I had my checkup yesterday and received the welcome news that on a scale of 0-4 of rejection I have a big fat zero.  As well as pseudomonas from my bronchial tube, I have also a fungus (no mushroom jokes please...haha!!) called aspergillus, so my doc has thrown in another medication to get rid of this.  Whilst my joins are healing well, the aspergillus could cause problems if not treated.

What they look at for signs of rejection, is cells clumping in a particular way, and they establish that from the tissue sample taken during the bronch.  So this way they can detect it, even before you start showing symptoms.


I also got to see my sternum X-ray....like my quiet clicking suggests (as opposed to the enormous clicking I was having on most movements), my sternum is a wee bit out of alignment, but it's OK, my doc says my body will fix that on it's own. The wiring has stayed in place and it is all looking good.

I was also told of the price of the kryptonite last week and it's astronomical!!  I was having my dressings changed and we were talking about the price of them which then led on to the kryptonite...I am very lucky!!!!  I had better not write it here!!

BIRTHDAY

Friday night I had a lovely tea at my sister's.....what a change having a birthday that I felt well at.
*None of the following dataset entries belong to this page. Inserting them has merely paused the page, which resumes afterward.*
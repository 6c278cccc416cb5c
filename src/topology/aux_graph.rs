use fxhash::FxHashMap;
use petgraph::graph::UnGraph;

use super::{ router::{ graph_from_adjacency, shortest_path }, Topology };

/// A synthetic edge standing for a short multi-hop physical path.
#[derive(Debug, Clone, Copy, PartialEq)]
pub struct AuxiliaryEdge {
    pub src: usize,
    pub dst: usize,
    pub distance: f64,
}

/// Virtual edges between node pairs without a direct link whose shortest
/// physical distance is within `threshold`, with the physical path each one
/// replaces.
#[derive(Debug, Clone)]
pub struct AuxiliaryGraph {
    threshold: f64,
    edges: Vec<AuxiliaryEdge>,
    /// (s, d) -> s から d への物理パス
    paths: FxHashMap<(usize, usize), Vec<usize>>,
}

impl AuxiliaryGraph {
    /// Scans every ordered pair `(s,d)`, `s != d`, of the physical topology.
    ///
    /// Both directions of a pair get their own entry; their stored paths are
    /// computed independently and may differ on ties.
    pub fn build(topology: &Topology, threshold: f64) -> AuxiliaryGraph {
        let physical = topology.physical_adjacency();
        let g = graph_from_adjacency(physical);
        let n = topology.node_count();

        let mut edges = vec![];
        let mut paths = FxHashMap::default();

        for s in 0..n {
            for d in 0..n {
                if s == d || topology.has_physical_edge(s, d) {
                    continue;
                }
                let route = match shortest_path(&g, s, d) {
                    Some(route) => route,
                    None => continue,
                };
                if route.weight <= threshold {
                    edges.push(AuxiliaryEdge { src: s, dst: d, distance: route.weight });
                    paths.insert((s, d), route.node_route);
                }
            }
        }

        AuxiliaryGraph { threshold, edges, paths }
    }

    /// Writes the virtual edges into the routing adjacency of `topology`.
    ///
    /// Returns how many cells were filled; physical weights are never
    /// replaced.
    pub fn inject(&self, topology: &mut Topology) -> usize {
        self.edges
            .iter()
            .filter(|e| topology.inject_virtual_edge(e.src, e.dst, e.distance))
            .count()
    }

    pub fn threshold(&self) -> f64 {
        self.threshold
    }

    pub fn edges(&self) -> &[AuxiliaryEdge] {
        &self.edges
    }

    pub fn is_virtual(&self, u: usize, v: usize) -> bool {
        self.paths.contains_key(&(u, v))
    }

    /// Physical node sequence from `u` to `v` behind the virtual edge `(u,v)`.
    pub fn physical_path(&self, u: usize, v: usize) -> Option<&[usize]> {
        self.paths.get(&(u, v)).map(|p| p.as_slice())
    }

    /// Adjacency of `topology` with this graph's virtual edges added.
    pub fn augmented_adjacency(&self, topology: &Topology) -> Vec<Vec<f64>> {
        let mut adjacency = topology.physical_adjacency().to_vec();
        for e in &self.edges {
            if adjacency[e.src][e.dst] == 0.0 {
                adjacency[e.src][e.dst] = e.distance;
                adjacency[e.dst][e.src] = e.distance;
            }
        }
        adjacency
    }
}

/// Optional check against a second auxiliary layer.
pub trait CrossLayerProbe {
    /// Whether the other layer crosses `src -> dst` with at least one virtual hop.
    fn uses_virtual_hops(&self, src: usize, dst: usize) -> bool;

    /// Checks the endpoints of every physical sub-path that replaced a
    /// virtual hop. A route without virtual hops maps to nothing.
    fn maps_to_virtual(&self, mapped_virtual_route: &[Vec<usize>]) -> bool {
        mapped_virtual_route.iter().any(|phys| match (phys.first(), phys.last()) {
            (Some(&src), Some(&dst)) if phys.len() >= 2 => self.uses_virtual_hops(src, dst),
            _ => false,
        })
    }
}

/// Probe over a lower-grade auxiliary graph built with a smaller threshold.
pub struct AuxLayerProbe {
    lower: AuxiliaryGraph,
    graph: UnGraph<usize, f64>,
}

impl AuxLayerProbe {
    pub fn new(topology: &Topology, lower_threshold: f64) -> AuxLayerProbe {
        let lower = AuxiliaryGraph::build(topology, lower_threshold);
        let graph = graph_from_adjacency(&lower.augmented_adjacency(topology));
        AuxLayerProbe { lower, graph }
    }

    pub fn lower(&self) -> &AuxiliaryGraph {
        &self.lower
    }
}

impl CrossLayerProbe for AuxLayerProbe {
    fn uses_virtual_hops(&self, src: usize, dst: usize) -> bool {
        if src == dst {
            return false;
        }
        if self.lower.is_virtual(src, dst) {
            return true;
        }
        match shortest_path(&self.graph, src, dst) {
            Some(route) => route
                .node_route
                .windows(2)
                .any(|w| self.lower.is_virtual(w[0], w[1]) || self.lower.is_virtual(w[1], w[0])),
            None => false,
        }
    }
}
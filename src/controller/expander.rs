use crate::topology::aux_graph::AuxiliaryGraph;

/// A route rewritten onto physical hops.
#[derive(Debug, Clone, PartialEq, Default)]
pub struct ExpandedRoute {
    /// 物理ノード列
    pub nodes: Vec<usize>,
    /// 仮想リンクを一つでも通ったか
    pub contains_virtual: bool,
    /// 仮想リンクごとに差し込んだ物理パス
    pub mapped_virtual_route: Vec<Vec<usize>>,
}

impl ExpandedRoute {
    /// A route that is already physical.
    pub fn physical(nodes: &[usize]) -> ExpandedRoute {
        ExpandedRoute {
            nodes: nodes.to_vec(),
            contains_virtual: false,
            mapped_virtual_route: vec![],
        }
    }

    pub fn hop_count(&self) -> usize {
        self.nodes.len().saturating_sub(1)
    }
}

/// Replaces each virtual hop of `route` by its stored physical sub-path.
///
/// Sub-paths are joined without repeating the boundary node. Routes shorter
/// than two nodes are returned unchanged.
pub fn expand_route(route: &[usize], aux: &AuxiliaryGraph) -> ExpandedRoute {
    if route.len() < 2 {
        return ExpandedRoute::physical(route);
    }

    let mut expanded: Vec<usize> = Vec::with_capacity(route.len());
    let mut contains_virtual = false;
    let mut mapped_virtual_route = vec![];

    for hop in route.windows(2) {
        let (u, v) = (hop[0], hop[1]);

        match aux.physical_path(u, v) {
            Some(phys) => {
                contains_virtual = true;
                mapped_virtual_route.push(phys.to_vec());
                // 接続点のノードを重複させない
                if expanded.last() == phys.first() {
                    expanded.extend_from_slice(&phys[1..]);
                } else {
                    expanded.extend_from_slice(phys);
                }
            }
            None => {
                if expanded.is_empty() {
                    expanded.push(u);
                }
                expanded.push(v);
            }
        }
    }

    ExpandedRoute {
        nodes: expanded,
        contains_virtual,
        mapped_virtual_route,
    }
}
I also had a lovely weekend catching up with friends. Ever since I was 14 I've had my high school friends over for a catch up and years later we are still doing it. Unfortunately quite a few couldn't make it due to lurgies! But I'm very grateful they have become astute at knowing when  to stay away!  I giggled at one of my presents being home cooked lasagna....not only did it taste wonderful but it's just such an appropriate thing I need at the moment!! lol

That is all the news for now. Love Genevieve

Birthday gal! (One on the cake for one month old lungs!)...otherwise I turned 35. :)
I ignored the no sugar rule that night! The pav
was soooooo yummy!! Om nom nom nom!!


My gang - James, Mel, Me, Mic, Ivo, Grace and Matty.

Thursday, July 22, 2010

Thursday 22nd of July, 2010

Goodness me, an exciting day!!

When I was out of the loop, one of my dear friends started a facebook group called "Team Genevieve" to keep people updated of my progress whilst in hospital.  And then one very generous man Simon came up with an idea. Kim one of the organisers has now shared me with me some of the scheming email which I'll share here.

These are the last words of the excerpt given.